> [AIM OF THE EXERCISE]: Check every line below for the word "items" and copy each one that has it.

----

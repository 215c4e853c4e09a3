use anyhow::{Context, Result};
use console::style;
use dialoguer::{Input, Password, Select};
use parley_core::Voice;
use parley_core::config::{self, Config};

const MODELS: [&str; 4] = ["gpt-4o", "gpt-4o-mini", "gpt-5", "gpt-5-mini"];

fn print_step(step: usize, total: usize, title: &str) {
    println!();
    println!(
        "{}",
        style(format!("[{}/{}] {}", step, total, title))
            .cyan()
            .bold()
    );
    println!();
}

fn setup_api_key() -> Result<String> {
    let api_key = Password::new()
        .with_prompt("Enter your OpenAI API key")
        .interact()
        .context("Failed to read API key")?;

    let api_key = api_key.trim().to_string();
    if api_key.is_empty() {
        anyhow::bail!("API key cannot be empty");
    }
    Ok(api_key)
}

fn setup_organization() -> Result<Option<String>> {
    let org: String = Input::new()
        .with_prompt("OpenAI organization ID (leave blank for none)")
        .allow_empty(true)
        .interact_text()
        .context("Failed to read organization")?;

    let org = org.trim();
    Ok((!org.is_empty()).then(|| org.to_string()))
}

fn setup_model() -> Result<String> {
    let selection = Select::new()
        .with_prompt("Select the chat model")
        .items(&MODELS)
        .default(0)
        .interact()
        .context("Failed to select model")?;

    Ok(MODELS[selection].to_string())
}

fn setup_voice() -> Result<Voice> {
    let items = Voice::ALL
        .iter()
        .map(|v| format!("{} - {}", v, v.description()))
        .collect::<Vec<_>>();

    let selection = Select::new()
        .with_prompt("Select the default speech voice")
        .items(&items)
        .default(0)
        .interact()
        .context("Failed to select voice")?;

    Ok(Voice::ALL[selection])
}

/// Walks through credentials and defaults, returning the config to save.
pub fn run_onboard() -> Result<Config> {
    println!("{}", style("parley").cyan().bold());
    println!(
        "  {}",
        style("This wizard writes your OpenAI settings to the parley config file.").dim()
    );

    print_step(1, 4, "API Key");
    let api_key = setup_api_key()?;

    print_step(2, 4, "Organization");
    let organization = setup_organization()?;

    print_step(3, 4, "Model");
    let model = setup_model()?;

    print_step(4, 4, "Voice");
    let voice = setup_voice()?;

    let config = Config {
        api_key,
        organization,
        model: Some(model),
        voice: voice.to_string(),
        ..Default::default()
    };

    println!();
    println!("  {} Configuration complete!", style("✓").green().bold());
    println!(
        "  {} Config will be saved to {}",
        style("→").green(),
        style(config::get_config_path().display()).cyan()
    );
    println!(
        "  {} You can now run: {}",
        style("→").green(),
        style("parley chat").cyan().bold()
    );
    println!();

    Ok(config)
}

----

> [SOLUTION]:
        .items(&MODELS)
    let items = Voice::ALL
        .items(&items)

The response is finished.